Thursday, September 16, 2010

News - Success With Synthetic Corneas

For the first time, doctors in Canada and Sweden have used artificial corneas to restore vision to the blind. In an initial study in Sweden, ten patients were given artificial cornea implants in one eye. After two years, doctors found that the synthetic cornea implants worked at least as well as natural transplants from human donors.

This is significant for a couple of reasons. In the United States, there are more than 42,000 cornea transplants performed every year. While there is little problem getting corneas here in the US, that is not the case in other countries around the world where there are fewer donors. The United States actually exports around 10,000 corneas every year.

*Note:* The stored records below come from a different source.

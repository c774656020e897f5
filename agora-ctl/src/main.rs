use std::{io::Write, str::FromStr};

use agora_client::{
    api::{CommentId, Credentials, Direction, PostId},
    render, render_focus, ClientConfig, HttpApi, Session, Thread,
};
use anyhow::{anyhow, Context};
use chrono::Utc;

mod display;

#[derive(structopt::StructOpt)]
struct Opt {
    /// Base URL of the backend [env: AGORA_API_URL]
    #[structopt(short, long)]
    host: Option<String>,

    /// Log in as this user before running the command
    #[structopt(short, long, env = "AGORA_USER")]
    user: Option<String>,

    #[structopt(short, long, env = "AGORA_PASSWORD", hide_env_values = true)]
    password: Option<String>,

    /// Comments shallower than this show their replies [env: AGORA_EXPAND_DEPTH, default: 3]
    #[structopt(long)]
    expand_depth: Option<usize>,

    /// Comments this deep link to their replies instead of nesting them
    /// [env: AGORA_MAX_DEPTH, default: 5]
    #[structopt(long)]
    max_depth: Option<usize>,

    #[structopt(subcommand)]
    cmd: Command,
}

#[derive(structopt::StructOpt)]
enum Command {
    /// Print the comments of a post
    Show {
        post: String,

        /// Only print the thread below this comment
        #[structopt(long)]
        focus: Option<String>,
    },

    /// Post a new top-level comment
    Comment { post: String, text: String },

    /// Reply to a comment
    Reply {
        post: String,
        parent: String,
        text: String,
    },

    /// Replace the content of one of your comments
    Edit {
        post: String,
        comment: String,
        text: String,
    },

    /// Delete one of your comments
    Delete {
        post: String,
        comment: String,

        /// Do not ask for confirmation
        #[structopt(long)]
        yes: bool,
    },

    /// Vote on a comment; voting the same way twice retracts the vote
    Vote {
        post: String,
        comment: String,
        direction: Arrow,
    },

    /// Print the user the backend knows us as
    Whoami,
}

struct Arrow(Direction);

impl FromStr for Arrow {
    type Err = anyhow::Error;

    fn from_str(s: &str) -> anyhow::Result<Arrow> {
        match s {
            "up" => Ok(Arrow(Direction::Up)),
            "down" => Ok(Arrow(Direction::Down)),
            _ => Err(anyhow!("vote direction must be `up` or `down`, got {s:?}")),
        }
    }
}

fn confirm_delete(content: &str) -> anyhow::Result<bool> {
    let mut stdout = std::io::stdout();
    writeln!(stdout, "{content}")?;
    write!(stdout, "Are you sure you want to delete this comment? [y/N] ")?;
    stdout.flush()?;
    let mut answer = String::new();
    std::io::stdin()
        .read_line(&mut answer)
        .context("reading confirmation")?;
    Ok(matches!(answer.trim(), "y" | "Y" | "yes"))
}

/// Flags take precedence over the environment
fn client_config(opt: &Opt) -> anyhow::Result<ClientConfig> {
    ClientConfig::from_vars(|var| {
        let flag = match var {
            "AGORA_API_URL" => opt.host.clone(),
            "AGORA_EXPAND_DEPTH" => opt.expand_depth.map(|d| d.to_string()),
            "AGORA_MAX_DEPTH" => opt.max_depth.map(|d| d.to_string()),
            _ => None,
        };
        flag.or_else(|| std::env::var(var).ok())
    })
    .context("reading configuration; the backend URL is given with --host or AGORA_API_URL")
}

async fn open_session(api: &HttpApi, opt: &Opt) -> anyhow::Result<Session> {
    match (&opt.user, &opt.password) {
        (Some(username), Some(password)) => {
            let mut session = Session::anonymous();
            session
                .login(
                    api,
                    &Credentials {
                        username: username.clone(),
                        password: password.clone(),
                    },
                )
                .await
                .with_context(|| format!("logging in as {username}"))?;
            Ok(session)
        }
        (Some(_), None) => Err(anyhow!("--user requires --password")),
        _ => Ok(Session::restore(api).await),
    }
}

fn print_thread(thread: &Thread, session: &Session) {
    print!(
        "{}",
        display::thread(&render(thread, session), thread.post(), Utc::now())
    );
}

/// Silent errors are only logged, the others abort the command
fn check(res: Result<(), agora_client::Error>, what: &str) -> anyhow::Result<()> {
    match res {
        Ok(()) => Ok(()),
        Err(e) if e.is_silent() => {
            tracing::warn!(error = ?e, "{what} did not go through");
            Ok(())
        }
        Err(e) if e.needs_login() => Err(anyhow::Error::new(e)
            .context(format!("{what}: log in with --user and --password"))),
        Err(e) => Err(anyhow::Error::new(e).context(String::from(what))),
    }
}

#[tokio::main]
async fn main() -> anyhow::Result<()> {
    tracing_subscriber::fmt()
        .with_writer(std::io::stderr)
        .init();
    let opt = <Opt as structopt::StructOpt>::from_args();

    let config = client_config(&opt)?;
    let api = HttpApi::new(&config)?;
    let session = open_session(&api, &opt).await?;

    let post = match &opt.cmd {
        Command::Whoami => {
            match session.viewer() {
                Some(u) => println!("{} ({})", u.username, u.id.0),
                None => println!("not signed in"),
            }
            return Ok(());
        }
        Command::Show { post, .. }
        | Command::Comment { post, .. }
        | Command::Reply { post, .. }
        | Command::Edit { post, .. }
        | Command::Delete { post, .. }
        | Command::Vote { post, .. } => PostId(post.clone()),
    };
    let mut thread = Thread::load(&api, post.clone(), config.render)
        .await
        .with_context(|| format!("loading comments of post {}", post.0))?;

    match opt.cmd {
        Command::Whoami | Command::Show { focus: None, .. } => (),
        Command::Show {
            focus: Some(id), ..
        } => {
            let id = CommentId(id);
            let view = render_focus(&thread, &session, &id)
                .with_context(|| format!("focusing comment {}", id.0))?;
            let mut out = String::new();
            display::comment(&mut out, &view, 0, &post, Utc::now());
            print!("{out}");
            return Ok(());
        }
        Command::Comment { text, .. } => {
            thread.set_composer_draft(text);
            let res = thread.submit_composer(&api, &session).await;
            check(res.map(|_| ()), "posting comment")?;
        }
        Command::Reply { parent, text, .. } => {
            let res = thread
                .submit_reply(&api, &session, Some(CommentId(parent)), &text)
                .await;
            check(res.map(|_| ()), "posting reply")?;
        }
        Command::Edit { comment, text, .. } => {
            let res = thread
                .edit_content(&api, &session, CommentId(comment), &text)
                .await;
            check(res, "editing comment")?;
        }
        Command::Delete { comment, yes, .. } => {
            let mut prompt_error = None;
            let res = thread
                .soft_delete(&api, &session, CommentId(comment), |c| {
                    yes || confirm_delete(c.content()).unwrap_or_else(|e| {
                        prompt_error = Some(e);
                        false
                    })
                })
                .await;
            if let Some(e) = prompt_error {
                return Err(e);
            }
            match res {
                Ok(false) => {
                    println!("Not deleted.");
                    return Ok(());
                }
                res => check(res.map(|_| ()), "deleting comment")?,
            }
        }
        Command::Vote {
            comment, direction, ..
        } => {
            let res = thread
                .cast_vote(&api, &session, CommentId(comment), direction.0)
                .await;
            check(res.map(|_| ()), "voting")?;
        }
    }

    print_thread(&thread, &session);
    Ok(())
}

In addition, artificial corneas may even prove to be better than natural donated tissue in the long run. Our corneas are made up of multiple layers of collagen. Collagen is a protein that occurs naturally in our bodies, and is often referred to as the glue that holds our bodies together. Collagen is what holds our bones, tendons, muscle, and ligaments together. These new artificial corneas are made from a synthetic collagen which very closely matches the protein in our bodies. In the ten test subjects, doctors found that the cells and nerves of the eye began to grow into the cornea implants, until they very closely resembled a natural, healthy cornea, eventually becoming sensitive to touch, and allowing natural tears to form. For this reason, the risk of infection or rejection is greatly reduced, and no anti-rejection drugs are required.

With the success of this first test, the doctors involved in the study are planning a second test phase involving 25 patients. It may be some time yet before this new technology is available to everyone, but this is exciting news for patients with corneal scarring or keratoconus. No more waiting for a donated cornea, and no more worries of the transplant being rejected. I have experienced both of these worries first-hand, and I can tell you that this is a huge leap forward.

Special thanks to Uncle Butch for alerting me to this story.